Why does abortion have such a big place in your life?
In a nutshell, because I have a low betrayal tolerance. Abortion, especially as practiced in the United States, involves so much betrayal on so many levels, it's impossible for me to ignore:
- Mothers are supposed to protect their children, not sign their death warrants; by choosing abortion, a woman betrays the profound trust a child must be able to have in his or her mother.
- Doctors are supposed to preserve life, not destroy it; by participating in abortion, doctors are betraying the trust their youngest and most helpless patients should be able to have in them.
- Doctors are supposed to do no harm to their patients; by participating in abortion, they are ignoring the overall well-being of their patients and instead prostituting their skills and betraying the doctor/patient relationship with the mother. Abortion facilities operate in an atmosphere that promises information and counseling to women, but it is standard operating procedure to withhold vital information, and common to lie in order to facilitate abortions; this is a betrayal of the trust women should be able to place in organizations that purport to exist for their benefit.
- Communities owe it to their smallest and weakest members to protect them; by supporting abortion, communities betray this responsibility to the youngest among us.
- The scientific community is supposed to pursue knowledge; abortion supporters use the patina of science to promote politics, at the cost of women's well-being and the lives of unborn children. This is a betrayal of the public trust.
- Prochoice organizations present themselves to the public as the vanguards of women's health, safety, and well-being; however, they betray the public trust by putting politics and the promotion of abortion above the needs of the very women they supposedly exist to protect.
If abortion was illegal again, would that fix the problems that lead to women seeking abortions? If not, how do we begin to fix all those problems?
The biggest thing leading women to seek abortions is the normal ambivalance of early pregnancy. We can't make that go away, any more than we can make toddlers stop going through the "terrible twos." We need to teach women that this ambivalence is normal and self-limiting.
What could we all be doing right now that would help women not need abortions?

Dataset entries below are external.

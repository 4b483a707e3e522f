/*!
 * # xcstrings-translator
 *
 * A Rust library for translating localization string catalogs with
 * pluggable translation providers.
 *
 * ## Features
 *
 * - Works out which (key, language) pairs a catalog is still missing
 * - Translates them concurrently with a bounded worker pool per language
 * - Enforces a deadline per batch and stops a batch on its first failure
 *   (or collects every failure, if configured)
 * - Retries transient provider failures with exponential backoff
 * - Client-side rate limiting and a translation cache
 * - Progress reporting through log lines or terminal progress bars
 * - BCP-47 style language tags checked against ISO 639
 *
 * ## Architecture
 *
 * The library is organized in these main modules:
 * - `app_config`: Configuration management
 * - `catalog`: The catalog model and the capability the engine needs
 * - `translation`: The batch translation engine:
 *   - `translation::requests`: Request derivation
 *   - `translation::batch`: Worker pool, deadline and cancellation
 *   - `translation::orchestrator`: Language-by-language sequencing
 *   - `translation::apply`: Writing results back
 *   - `translation::core`: The `TranslationService`
 * - `providers`: The provider trait plus retry, cache and mock providers
 * - `language_utils`: Language tag utilities
 * - `errors`: Custom error types for the library
 *
 * ## License
 *
 * This project is licensed under the MIT License
 */

// Global lints configuration
// These lints will be allowed but not auto-fixed
#![allow(clippy::uninlined_format_args)]
#![allow(clippy::redundant_closure_for_method_calls)]

// Public modules
pub mod app_config;
pub mod catalog;
pub mod errors;
pub mod language_utils;
pub mod providers;
pub mod translation;

// Re-export main types for easier usage
pub use app_config::{Config, FailurePolicy, LogLevel, TranslationConfig};
pub use catalog::{Catalog, Localization, LocalizationCatalog, StringEntry, StringUnit};
pub use errors::{AppError, ConfigError, ProviderError, TranslationError};
pub use language_utils::{get_language_name, language_codes_match, validate_language_code};
pub use providers::{MockProvider, TranslationProvider};
pub use translation::{
    BatchTranslator, TranslationReport, TranslationRequest, TranslationResponse,
    TranslationService,
};
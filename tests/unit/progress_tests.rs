/*!
 * Tests for progress reporting
 */

use indicatif::{MultiProgress, ProgressDrawTarget};
use parking_lot::Mutex;
use std::sync::Arc;

use xcstrings_translator::translation::{
    LogProgressFactory, ProgressBars, ProgressReporterFactory, ProgressSink, TranslationRequest,
    TranslationResponse,
};

/// Factory that records which reporters were requested
#[derive(Default)]
struct RecordingFactory {
    requested: Arc<Mutex<Vec<(String, usize)>>>,
}

impl ProgressReporterFactory for RecordingFactory {
    fn reporter(&self, language: &str, total: usize) -> Box<dyn ProgressSink> {
        self.requested.lock().push((language.to_string(), total));
        Box::new(|_: usize, _: usize, _: &TranslationResponse| {})
    }
}

fn response(language: &str) -> TranslationResponse {
    TranslationResponse::success(&TranslationRequest::new("k", "Hi", "en", language), "x")
}

#[test]
fn test_recordingFactory_shouldRecordLanguageAndTotal() {
    let factory = RecordingFactory::default();
    let sink = factory.reporter("ko", 4);
    sink.on_response(1, 4, &response("ko"));
    assert_eq!(*factory.requested.lock(), vec![("ko".to_string(), 4)]);
}

#[test]
fn test_logProgressFactory_shouldAcceptEveryResponse() {
    crate::common::init_logging();
    let sink = LogProgressFactory.reporter("fr", 3);
    for completed in 1..=3 {
        sink.on_response(completed, 3, &response("fr"));
    }
}

#[test]
fn test_progressBars_withHiddenTarget_shouldCreateOneBarPerLanguage() {
    let bars = ProgressBars::with_multi_progress(MultiProgress::with_draw_target(
        ProgressDrawTarget::hidden(),
    ));

    let fr = bars.reporter("fr", 2);
    let de = bars.reporter("de", 1);
    fr.on_response(1, 2, &response("fr"));
    de.on_response(1, 1, &response("de"));
    fr.on_response(2, 2, &response("fr"));
}

#[test]
fn test_progressBars_drivenByBatch_shouldNotDisturbOutcome() {
    use std::time::Duration;
    use xcstrings_translator::app_config::FailurePolicy;
    use xcstrings_translator::providers::MockProvider;

    let bars = ProgressBars::with_multi_progress(MultiProgress::with_draw_target(
        ProgressDrawTarget::hidden(),
    ));
    let translator = crate::common::translator(
        MockProvider::working(),
        4,
        Duration::from_secs(10),
        FailurePolicy::AbortOnFirstFailure,
    );

    let outcome = tokio_test::block_on(async {
        let sink = bars.reporter("fr", 10);
        translator
            .translate_batch(crate::common::requests(10, "fr"), Some(sink.as_ref()))
            .await
    });

    assert!(outcome.is_complete());
    assert_eq!(outcome.responses.len(), 10);
}
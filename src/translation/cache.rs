/*!
 * Translation memo.
 *
 * Catalogs often repeat the same source text under several keys ("OK",
 * "Cancel", ...). The cache remembers what a provider returned for a
 * (text, source language, target language) triple so repeated texts are only
 * sent once per run.
 */

use log::debug;
use parking_lot::RwLock;
use std::collections::HashMap;
use std::sync::Arc;
use std::sync::atomic::{AtomicUsize, Ordering};

#[derive(Debug, Clone, PartialEq, Eq, Hash)]
struct CacheKey {
    text: String,
    source_language: String,
    target_language: String,
}

impl CacheKey {
    fn new(text: &str, source_language: &str, target_language: &str) -> Self {
        Self {
            text: text.to_string(),
            source_language: source_language.to_string(),
            target_language: target_language.to_string(),
        }
    }
}

/// Hit/miss counters of a [`TranslationCache`]
#[derive(Debug, Clone, Copy, Default, PartialEq)]
pub struct CacheStats {
    pub hits: usize,
    pub misses: usize,
    pub entries: usize,
}

impl CacheStats {
    pub fn hit_rate(&self) -> f64 {
        let total = self.hits + self.misses;
        if total > 0 {
            self.hits as f64 / total as f64
        } else {
            0.0
        }
    }
}

/// Thread-safe translation cache
///
/// Clones share the same storage and counters.
#[derive(Debug, Clone)]
pub struct TranslationCache {
    entries: Arc<RwLock<HashMap<CacheKey, String>>>,
    hits: Arc<AtomicUsize>,
    misses: Arc<AtomicUsize>,
    enabled: bool,
}

impl TranslationCache {
    pub fn new(enabled: bool) -> Self {
        Self {
            entries: Arc::new(RwLock::new(HashMap::new())),
            hits: Arc::new(AtomicUsize::new(0)),
            misses: Arc::new(AtomicUsize::new(0)),
            enabled,
        }
    }

    /// Look up a cached translation
    pub fn get(&self, text: &str, source_language: &str, target_language: &str) -> Option<String> {
        if !self.enabled {
            return None;
        }

        let key = CacheKey::new(text, source_language, target_language);
        let found = self.entries.read().get(&key).cloned();

        match &found {
            Some(_) => {
                self.hits.fetch_add(1, Ordering::Relaxed);
                debug!(
                    "Cache hit for '{}' ({} -> {})",
                    truncate_text(text, 30),
                    source_language,
                    target_language
                );
            }
            None => {
                self.misses.fetch_add(1, Ordering::Relaxed);
            }
        }

        found
    }

    /// Remember a translation
    pub fn store(&self, text: &str, source_language: &str, target_language: &str, translation: &str) {
        if !self.enabled {
            return;
        }

        let key = CacheKey::new(text, source_language, target_language);
        self.entries.write().insert(key, translation.to_string());
    }

    pub fn stats(&self) -> CacheStats {
        CacheStats {
            hits: self.hits.load(Ordering::Relaxed),
            misses: self.misses.load(Ordering::Relaxed),
            entries: self.len(),
        }
    }

    /// Drop every entry and reset the counters
    pub fn clear(&self) {
        self.entries.write().clear();
        self.hits.store(0, Ordering::Relaxed);
        self.misses.store(0, Ordering::Relaxed);
        debug!("Translation cache cleared");
    }

    pub fn len(&self) -> usize {
        self.entries.read().len()
    }

    pub fn is_empty(&self) -> bool {
        self.entries.read().is_empty()
    }

    pub fn set_enabled(&mut self, enabled: bool) {
        self.enabled = enabled;
    }

    pub fn is_enabled(&self) -> bool {
        self.enabled
    }
}

impl Default for TranslationCache {
    fn default() -> Self {
        Self::new(true)
    }
}

/// Truncate text to at most `max_chars` characters with an ellipsis
pub(crate) fn truncate_text(text: &str, max_chars: usize) -> String {
    match text.char_indices().nth(max_chars) {
        Some((idx, _)) => format!("{}...", &text[..idx]),
        None => text.to_string(),
    }
}
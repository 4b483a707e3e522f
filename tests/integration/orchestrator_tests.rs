/*!
 * Tests for language-by-language orchestration
 */

use parking_lot::Mutex;
use std::sync::Arc;
use std::time::Duration;

use xcstrings_translator::app_config::FailurePolicy;
use xcstrings_translator::errors::TranslationError;
use xcstrings_translator::providers::MockProvider;
use xcstrings_translator::translation::{
    ProgressReporterFactory, ProgressSink, TranslationResponse, translate_per_language,
};

use crate::common;

#[derive(Default)]
struct RecordingFactory {
    requested: Arc<Mutex<Vec<(String, usize)>>>,
}

impl ProgressReporterFactory for RecordingFactory {
    fn reporter(&self, language: &str, total: usize) -> Box<dyn ProgressSink> {
        self.requested.lock().push((language.to_string(), total));
        Box::new(|_: usize, _: usize, _: &TranslationResponse| {})
    }
}

#[tokio::test]
async fn test_translatePerLanguage_withFailingSecondLanguage_shouldKeepFirstAndSkipThird() {
    common::init_logging();
    let catalog = common::catalog_with_keys(6);
    let mock = MockProvider::fail_on_language("de");
    let translator = common::translator(
        mock.clone(),
        1,
        Duration::from_secs(10),
        FailurePolicy::AbortOnFirstFailure,
    );

    let outcome = translate_per_language(&catalog, &["fr", "de", "es"], &translator, None).await;

    let fr: Vec<_> = outcome.responses.iter().filter(|r| r.target_language == "fr").collect();
    assert_eq!(fr.len(), 6);
    assert!(fr.iter().all(|r| r.is_success()));
    assert!(outcome.responses.iter().any(|r| r.target_language == "de" && !r.is_success()));
    assert!(outcome.responses.iter().all(|r| r.target_language != "es"));
    assert!(mock.calls().iter().all(|r| r.target_language != "es"));

    let error = outcome.error.expect("orchestration should fail");
    assert_eq!(error.failed_language(), Some("de"));
    assert!(error.to_string().contains("de"));
    assert!(matches!(
        error,
        TranslationError::LanguageFailed { ref source, .. }
            if matches!(**source, TranslationError::BatchAborted { .. })
    ));
    assert_eq!(outcome.completed_languages, vec!["fr"]);
}

#[tokio::test]
async fn test_translatePerLanguage_withProgressFactory_shouldWireOneReporterPerLanguage() {
    let mut catalog = common::catalog_with_keys(3);
    catalog.strings.get_mut("key000").unwrap().set_translation("de", "Quelltext 0");
    let factory = RecordingFactory::default();
    let translator = common::translator(
        MockProvider::working(),
        2,
        Duration::from_secs(10),
        FailurePolicy::AbortOnFirstFailure,
    );

    let outcome =
        translate_per_language(&catalog, &["fr", "de", "en-GB"], &translator, Some(&factory)).await;

    assert!(outcome.error.is_none());
    assert_eq!(outcome.requested, 8);
    assert_eq!(outcome.responses.len(), 8);
    assert_eq!(
        *factory.requested.lock(),
        vec![
            ("fr".to_string(), 3),
            ("de".to_string(), 2),
            ("en-GB".to_string(), 3)
        ]
    );
}

#[tokio::test]
async fn test_translatePerLanguage_withNothingPending_shouldNotRunBatches() {
    let mut catalog = common::catalog_with_keys(2);
    for entry in catalog.strings.values_mut() {
        entry.set_translation("fr", "déjà");
    }
    let factory = RecordingFactory::default();
    let mock = MockProvider::working();
    let translator = common::translator(
        mock.clone(),
        2,
        Duration::from_secs(10),
        FailurePolicy::AbortOnFirstFailure,
    );

    let outcome = translate_per_language(&catalog, &["fr"], &translator, Some(&factory)).await;

    assert!(outcome.error.is_none());
    assert!(outcome.responses.is_empty());
    assert!(factory.requested.lock().is_empty());
    assert_eq!(mock.call_count(), 0);
}

#[tokio::test(start_paused = true)]
async fn test_translatePerLanguage_withTimeout_shouldReportTimeoutForLanguage() {
    let catalog = common::catalog_with_keys(4);
    let translator = common::translator(
        MockProvider::slow(2_000),
        1,
        Duration::from_millis(100),
        FailurePolicy::AbortOnFirstFailure,
    );

    let outcome = translate_per_language(&catalog, &["fr", "de"], &translator, None).await;

    let error = outcome.error.expect("orchestration should fail");
    assert!(error.is_timeout());
    assert_eq!(error.failed_language(), Some("fr"));
    assert!(outcome.responses.len() < 4);
}
/*!
 * Merging provider responses back into a catalog.
 */

use log::{debug, warn};

use crate::catalog::LocalizationCatalog;

use super::model::TranslationResponse;

/// Counts produced by [`apply_translations`]
#[derive(Debug, Clone, Copy, Default, PartialEq, Eq)]
pub struct ApplySummary {
    /// Successful responses written into the catalog
    pub applied: usize,
    /// Failed responses left out
    pub failed: usize,
    /// Successful responses whose key is not in the catalog
    pub unknown_keys: usize,
}

/// Write every successful response into the catalog
///
/// Failed responses are logged and otherwise ignored, as are responses for
/// keys the catalog does not contain. Applying the same responses twice
/// leaves the catalog as applying them once.
pub fn apply_translations<C>(catalog: &mut C, responses: &[TranslationResponse]) -> ApplySummary
where
    C: LocalizationCatalog + ?Sized,
{
    let mut summary = ApplySummary::default();

    for response in responses {
        let text = match &response.outcome {
            Ok(text) => text,
            Err(e) => {
                warn!(
                    "Error translating key '{}' to {}: {}",
                    response.key, response.target_language, e
                );
                summary.failed += 1;
                continue;
            }
        };

        match catalog.entry_mut(&response.key) {
            Some(entry) => {
                entry.set_translation(&response.target_language, text);
                summary.applied += 1;
            }
            None => {
                debug!("Ignoring translation for unknown key '{}'", response.key);
                summary.unknown_keys += 1;
            }
        }
    }

    summary
}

The most important thing would be to address the myth that abortion is a need. Panic and rejection of the pregnancy are normal in early pregnancy. Our job is to educate women about the fact that this early panic and rejection are normal and self-limiting.
I think just taking the focus off the idea of abortion and turning the woman's attention to addressing any concerns she has about having the baby would do most of what is needed in terms of focusing resources on the woman's real needs, whatever they may be.
If you think making abortion illegal would solve the problem of abortion itself, ask yourself:
~Will women who would otherwise abort really care about the life inside them?
Since rejection is normal in early pregnancy, there's every reason to think that they'd adapt, like everybody else. The advantage of recriminalization is that there's be nobody hovering like a vulture waiting to tell her that the feelings are abnormal and cash in on her fears by selling her an abortion.
~Would they bring into this world a healthy baby?
No more or less likely than any other woman.
~Would they find other means of aborting?
Some no doubt would. The question is whether we build our communities to pander to the minority who persist in wanting their fetuses dead, or whether we build our communities to support the vast majority of women who don't really want abortions but who might feel trapped into them if abortion is presented as the normal response to early pregnancy stress.
~Will those women die trying to illegally abort?
Some will, just as some die from legal abortions. The female body is designed to protect the fetus, and abortion is a violent assault on the female body. I'd prefer a situation in which only those women who have a genuine, persistent enthusiasm for the idea of an abortion are subjected to the risks.
~Would the lives of those dead women mean anything to you? If those women did not abort, and had the baby, and even kept the baby, what kind of mother's would they make towards the children they did not want?
This question is loaded with unquestioned assumptions: that criminalization is throwing huge risks at hapless women, that early rejection of the pregnancy means that the woman would reject the baby, that an unwanted pregnancy means an unwanted baby. There's no evidence that any of these assumptions is true.
~If they had the baby and it was unhealthy, because of the woman not caring about it, who would take care of it?
Again, this question contains the unquestioned assumption that legal abortion improves the quality of prenatal care sought by those women who do carry to term. There's no evidence of that. There's no reason to believe that recriminalizing abortion would reduce the amount of prenatal care women would seek. Actually, I'd bet that eliminating the idea of spending early pregnancy deciding whether or not to abort would get women into prenatal care earlier, and improve the health of both mothers and babies.